In a larger bowl, combine the flour and salt, cinnamon and sugar.
In a glass container, heat water and use a thermometer to make sure it is at the proper temperature. Add yeast, stir to combine, cover and allow to activate for 10 minutes.
Pour activated yeast into the dry ingredients. Use a spoon to mix together. Cover and set aside for 1-18 hours to allow it to rise before you are ready to prepare the oil for frying and making the frittelle.
When the dough is ready, dust a flat surface with a little flour, and bring the dough into a ball. You'll want to keep your ball of dough covered in-between cutting and frying, so that it will not be compromised or dry out.
Pour oil into a wide-bottom pot, set to medium-high heat and heat the oil to between 360-375 degrees Fahrenheit or 182-190 degrees Celsius. Get everything you need ready to go for frying. I recommend tongs, a pastry cutter, sugar ready in a bowl, a cooling rack and towel to blot oil from fresh-fried frittelle.

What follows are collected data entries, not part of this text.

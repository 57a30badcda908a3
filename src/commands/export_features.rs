use crate::config::AnalysisSettings;
use crate::features::derive_with_policy;
use crate::market_data::{load_market_data, LoadOptions};
use crate::models::FeatureTable;
use anyhow::{anyhow, Context, Result};
use log::info;
use std::fs;
use std::io::{self, Write};
use std::path::{Path, PathBuf};

#[derive(Debug, Clone, Default)]
pub struct ExportFeaturesOptions {
    pub data: PathBuf,
    pub ticker: String,
    pub settings_path: Option<PathBuf>,
    pub delimiter: Option<u8>,
    /// Writes to stdout when unset.
    pub output: Option<PathBuf>,
}

pub fn run(options: ExportFeaturesOptions) -> Result<()> {
    let mut settings = AnalysisSettings::load(options.settings_path.as_deref())?;
    if let Some(delimiter) = options.delimiter {
        settings.delimiter = delimiter;
    }

    let market_data = load_market_data(
        &options.data,
        &LoadOptions {
            delimiter: settings.delimiter,
            tickers: Some(vec![options.ticker.clone()]),
        },
    )?;
    let series = market_data
        .instrument(&options.ticker)
        .ok_or_else(|| anyhow!("No rows for {} in {}", options.ticker, options.data.display()))?;

    let table = derive_with_policy(series, &settings.horizons, settings.null_drop)
        .with_context(|| format!("Failed to derive features for {}", series.instrument()))?;

    match &options.output {
        Some(path) => {
            if let Some(parent) = path.parent() {
                if !parent.as_os_str().is_empty() {
                    fs::create_dir_all(parent).with_context(|| {
                        format!("Failed to create output directory {}", parent.display())
                    })?;
                }
            }
            write_table_to_path(&table, path)?;
            info!(
                "Wrote {} engineered rows for {} to {}",
                table.len(),
                table.instrument(),
                path.display()
            );
        }
        None => write_table(&table, io::stdout().lock())?,
    }
    Ok(())
}

pub fn write_table_to_path(table: &FeatureTable, path: &Path) -> Result<()> {
    let file = fs::File::create(path)
        .with_context(|| format!("Unable to create feature file {}", path.display()))?;
    write_table(table, file)
}

/// Writes `date` followed by every table column, one row per engineered record.
pub fn write_table<W: Write>(table: &FeatureTable, writer: W) -> Result<()> {
    let columns = table.columns();
    let mut csv_writer = csv::Writer::from_writer(writer);

    let mut header = vec!["date".to_string()];
    header.extend(columns.iter().map(|column| column.name()));
    csv_writer
        .write_record(&header)
        .context("Failed to write feature header")?;

    for row in table.rows() {
        let mut record = Vec::with_capacity(header.len());
        record.push(row.bar.date.format("%Y-%m-%d").to_string());
        for column in &columns {
            let value = table
                .value(row, *column)
                .ok_or_else(|| anyhow!("Column {} missing from feature row", column))?;
            record.push(value.to_string());
        }
        csv_writer
            .write_record(&record)
            .context("Failed to write feature row")?;
    }
    csv_writer.flush().context("Failed to flush feature file")?;
    Ok(())
}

Cut the dough into pieces. For plain rustic-style fry bread/donuts, you can stretch out the pieces a bit and set them aside. If you like, puncture a hole in the center.
For filled frittelle: Stretch the dough flat without any holes, and place it onto a surface. Fill the center with enough filling so that it can be closed completely without any holes.

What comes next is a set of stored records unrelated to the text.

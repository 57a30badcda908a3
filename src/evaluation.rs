use crate::correlation::pearson;
use crate::error::{PipelineError, PipelineResult, Stage};
use crate::model::{Classifier, FeatureImportanceProvider, Regressor};
use crate::models::{FeatureMatrix, FeatureTable};
use serde::{Deserialize, Serialize};
use std::cmp::Ordering;

/// 2x2 outcome counts with class 1 as the positive label.
#[derive(Debug, Clone, Copy, PartialEq, Eq, Default, Serialize, Deserialize)]
pub struct ConfusionMatrix {
    pub true_positive: usize,
    pub false_negative: usize,
    pub false_positive: usize,
    pub true_negative: usize,
}

impl ConfusionMatrix {
    pub fn from_labels(actual: &[bool], predicted: &[bool]) -> Self {
        let mut matrix = Self::default();
        for (a, p) in actual.iter().zip(predicted) {
            match (a, p) {
                (true, true) => matrix.true_positive += 1,
                (true, false) => matrix.false_negative += 1,
                (false, true) => matrix.false_positive += 1,
                (false, false) => matrix.true_negative += 1,
            }
        }
        matrix
    }

    pub fn total(&self) -> usize {
        self.true_positive + self.false_negative + self.false_positive + self.true_negative
    }

    pub fn accuracy(&self) -> f64 {
        ratio(self.true_positive + self.true_negative, self.total())
    }

    /// True positive rate.
    pub fn sensitivity(&self) -> f64 {
        ratio(self.true_positive, self.true_positive + self.false_negative)
    }

    /// True negative rate.
    pub fn specificity(&self) -> f64 {
        ratio(self.true_negative, self.true_negative + self.false_positive)
    }
}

Fold the dough over. Use your fingers to seal it.
Make sure your piece is closed. If holes happen during frying, it is ok. It's just that moisture will go into the hot oil and it could spray up or make a mess. It's not the worst thing and it will not totally ruin the frittelle.
Once the oil has come to the proper temperature: place 3-5 pieces inside the hot and prepared oil, so that they do not touch, and there is no overcrowding. You'll allow them to turn slightly golden brown before flipping. You'll notice they will float and turn a golden brown and you'll keep turning them - 2-4 times each side. You will know when because of how they look and feel when you use the tongs to turn them. Once perfectly golden, remove from the oil and set onto a cooling rack with paper or reusable cloth. Plain and center-hole frittelle will cook the fastest - about 3-5 minutes, depending on the size of your dough. Filled frittelle take longer to cook completely on the inside and on the outside. Keep and eye on them and because you are trying to avoid puncturing them, you want one side to set or be truly golden before flipping. Filled frittelle will take a couple minutes longer than plain to fry. For sugar-topped frittelle, you'll take them strait from the cooling rack, and into a bowl with the sugar.
Coat both sides and serve.
An option is to drizzle or dip with apple-pie reduction-glaze.